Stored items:
· · · · · · ·

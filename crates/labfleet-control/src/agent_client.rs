//! HTTP client for communicating with worker agents.
//!
//! This module provides the [`AgentClient`] trait and its production
//! [`HttpAgentClient`] implementation, used by the reconciler and health
//! monitor for all controller→agent RPC. Every call carries its own
//! timeout ceiling; a timed-out or errored call is retried on the next
//! reconciler tick, never inline.

use std::collections::HashMap;
use std::time::Duration;

use async_trait::async_trait;
use labfleet_core::UserId;
use labfleet_store::Agent;
use serde::{Deserialize, Serialize};
use thiserror::Error;

use crate::types::ReconcilerConfig;

/// Errors from a single agent RPC.
///
/// The split matters to the reconciler: transient failures leave the
/// booking where it is and the next tick retries; definitive rejections
/// are logged and also retried, but never crash a tick.
#[derive(Debug, Error)]
pub enum AgentCallError {
    /// Timeout, connection failure, or agent-side 5xx. Retry next tick.
    #[error("transient agent error: {0}")]
    Transient(String),

    /// The agent answered with a definitive 4xx (e.g. unknown image).
    #[error("agent rejected request ({status}): {message}")]
    Rejected {
        /// The HTTP status the agent returned.
        status: u16,
        /// The agent's error message, if parseable.
        message: String,
    },
}

/// Request body for starting a container.
#[derive(Debug, Clone, Serialize)]
pub struct StartContainerRequest {
    /// Owner of the booking, recorded as a container label.
    pub user_id: UserId,
    /// Image to run.
    pub image: String,
    /// CPU cores to grant.
    pub cpu: u32,
    /// Memory limit as submitted (e.g. `"4g"`).
    pub memory: String,
    /// Host port to bind (container port is the same number).
    pub port: u16,
}

/// Response from a successful container start.
#[derive(Debug, Clone, Deserialize)]
pub struct StartContainerResponse {
    /// Name the agent gave the container.
    pub container_name: String,
    /// URL the user reaches the session at.
    pub url: String,
    /// Bound port.
    pub port: u16,
}

/// One container in an agent's listing.
#[derive(Debug, Clone, Deserialize)]
pub struct ContainerSummary {
    /// Truncated container id.
    pub id: String,
    /// Container name.
    pub name: String,
    /// Runtime status string.
    pub status: String,
    /// Container labels.
    #[serde(default)]
    pub labels: HashMap<String, String>,
}

/// Outcome of a stop call. Both are terminal successes for the
/// controller: an unknown container means the work is already done.
#[derive(Debug, Clone, Copy, PartialEq, Eq)]
pub enum StopOutcome {
    /// The agent stopped and removed the container.
    Stopped,
    /// The agent had no container by that name.
    NotFound,
}

/// Trait for agent communication.
///
/// This trait abstracts the agent RPC surface, allowing tests to point the
/// reconciler at a mock HTTP server.
#[async_trait]
pub trait AgentClient: Send + Sync {
    /// Probe an agent's health endpoint.
    ///
    /// # Errors
    ///
    /// Returns an error if the agent is unreachable or unhealthy.
    async fn health(&self, agent: &Agent) -> Result<(), AgentCallError>;

    /// Ask an agent to start a container.
    ///
    /// # Errors
    ///
    /// Returns [`AgentCallError::Rejected`] for definitive 4xx answers and
    /// [`AgentCallError::Transient`] for everything retryable.
    async fn start_container(
        &self,
        agent: &Agent,
        request: &StartContainerRequest,
    ) -> Result<StartContainerResponse, AgentCallError>;

    /// Ask an agent to stop and remove a container.
    ///
    /// A 404 maps to [`StopOutcome::NotFound`], which callers treat as
    /// idempotent success.
    ///
    /// # Errors
    ///
    /// Returns an error for transient failures and non-404 rejections.
    async fn stop_container(
        &self,
        agent: &Agent,
        container_name: &str,
    ) -> Result<StopOutcome, AgentCallError>;

    /// List the managed containers on an agent.
    ///
    /// # Errors
    ///
    /// Returns an error if the agent is unreachable.
    async fn list_containers(&self, agent: &Agent)
        -> Result<Vec<ContainerSummary>, AgentCallError>;
}

/// Error response format used by agents.
#[derive(Debug, Deserialize)]
struct ErrorResponse {
    error: String,
}

/// HTTP implementation of [`AgentClient`] using per-call timeouts.
#[derive(Debug, Clone)]
pub struct HttpAgentClient {
    client: reqwest::Client,
    health_timeout: Duration,
    start_timeout: Duration,
    stop_timeout: Duration,
}

impl HttpAgentClient {
    /// Create a client with the timeouts from the reconciler config.
    ///
    /// # Panics
    ///
    /// Panics if the underlying HTTP client cannot be created.
    #[must_use]
    pub fn new(config: &ReconcilerConfig) -> Self {
        let client = reqwest::Client::builder()
            .connect_timeout(Duration::from_secs(5))
            .build()
            .expect("Failed to create HTTP client");

        Self {
            client,
            health_timeout: Duration::from_secs(config.health_timeout_secs),
            start_timeout: Duration::from_secs(config.start_timeout_secs),
            stop_timeout: Duration::from_secs(config.stop_timeout_secs),
        }
    }

    fn transport_error(e: &reqwest::Error) -> AgentCallError {
        AgentCallError::Transient(e.to_string())
    }

    /// Read the agent's error body, falling back to the status line.
    async fn rejection(response: reqwest::Response) -> AgentCallError {
        let status = response.status();
        let message = response
            .json::<ErrorResponse>()
            .await
            .map(|e| e.error)
            .unwrap_or_else(|_| format!("agent returned status {status}"));

        if status.is_client_error() {
            AgentCallError::Rejected {
                status: status.as_u16(),
                message,
            }
        } else {
            AgentCallError::Transient(message)
        }
    }
}

#[async_trait]
impl AgentClient for HttpAgentClient {
    async fn health(&self, agent: &Agent) -> Result<(), AgentCallError> {
        let url = format!("{}/health", agent.base_url());

        let response = self
            .client
            .get(&url)
            .timeout(self.health_timeout)
            .send()
            .await
            .map_err(|e| Self::transport_error(&e))?;

        if response.status().is_success() {
            Ok(())
        } else {
            Err(Self::rejection(response).await)
        }
    }

    async fn start_container(
        &self,
        agent: &Agent,
        request: &StartContainerRequest,
    ) -> Result<StartContainerResponse, AgentCallError> {
        let url = format!("{}/start_container", agent.base_url());

        let response = self
            .client
            .post(&url)
            .json(request)
            .timeout(self.start_timeout)
            .send()
            .await
            .map_err(|e| Self::transport_error(&e))?;

        if response.status().is_success() {
            response
                .json::<StartContainerResponse>()
                .await
                .map_err(|e| AgentCallError::Transient(format!("failed to parse response: {e}")))
        } else {
            Err(Self::rejection(response).await)
        }
    }

    async fn stop_container(
        &self,
        agent: &Agent,
        container_name: &str,
    ) -> Result<StopOutcome, AgentCallError> {
        let url = format!("{}/stop_container/{container_name}", agent.base_url());

        let response = self
            .client
            .post(&url)
            .timeout(self.stop_timeout)
            .send()
            .await
            .map_err(|e| Self::transport_error(&e))?;

        if response.status().is_success() {
            Ok(StopOutcome::Stopped)
        } else if response.status() == reqwest::StatusCode::NOT_FOUND {
            Ok(StopOutcome::NotFound)
        } else {
            Err(Self::rejection(response).await)
        }
    }

    async fn list_containers(
        &self,
        agent: &Agent,
    ) -> Result<Vec<ContainerSummary>, AgentCallError> {
        let url = format!("{}/containers", agent.base_url());

        let response = self
            .client
            .get(&url)
            .timeout(self.health_timeout)
            .send()
            .await
            .map_err(|e| Self::transport_error(&e))?;

        if response.status().is_success() {
            response
                .json::<Vec<ContainerSummary>>()
                .await
                .map_err(|e| AgentCallError::Transient(format!("failed to parse response: {e}")))
        } else {
            Err(Self::rejection(response).await)
        }
    }
}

· · · · · · ·

#### What this task involves:
How many lines in the data above contain the string "ErrorResponse"? Reply with only the number.

#### Response to the exercise:
2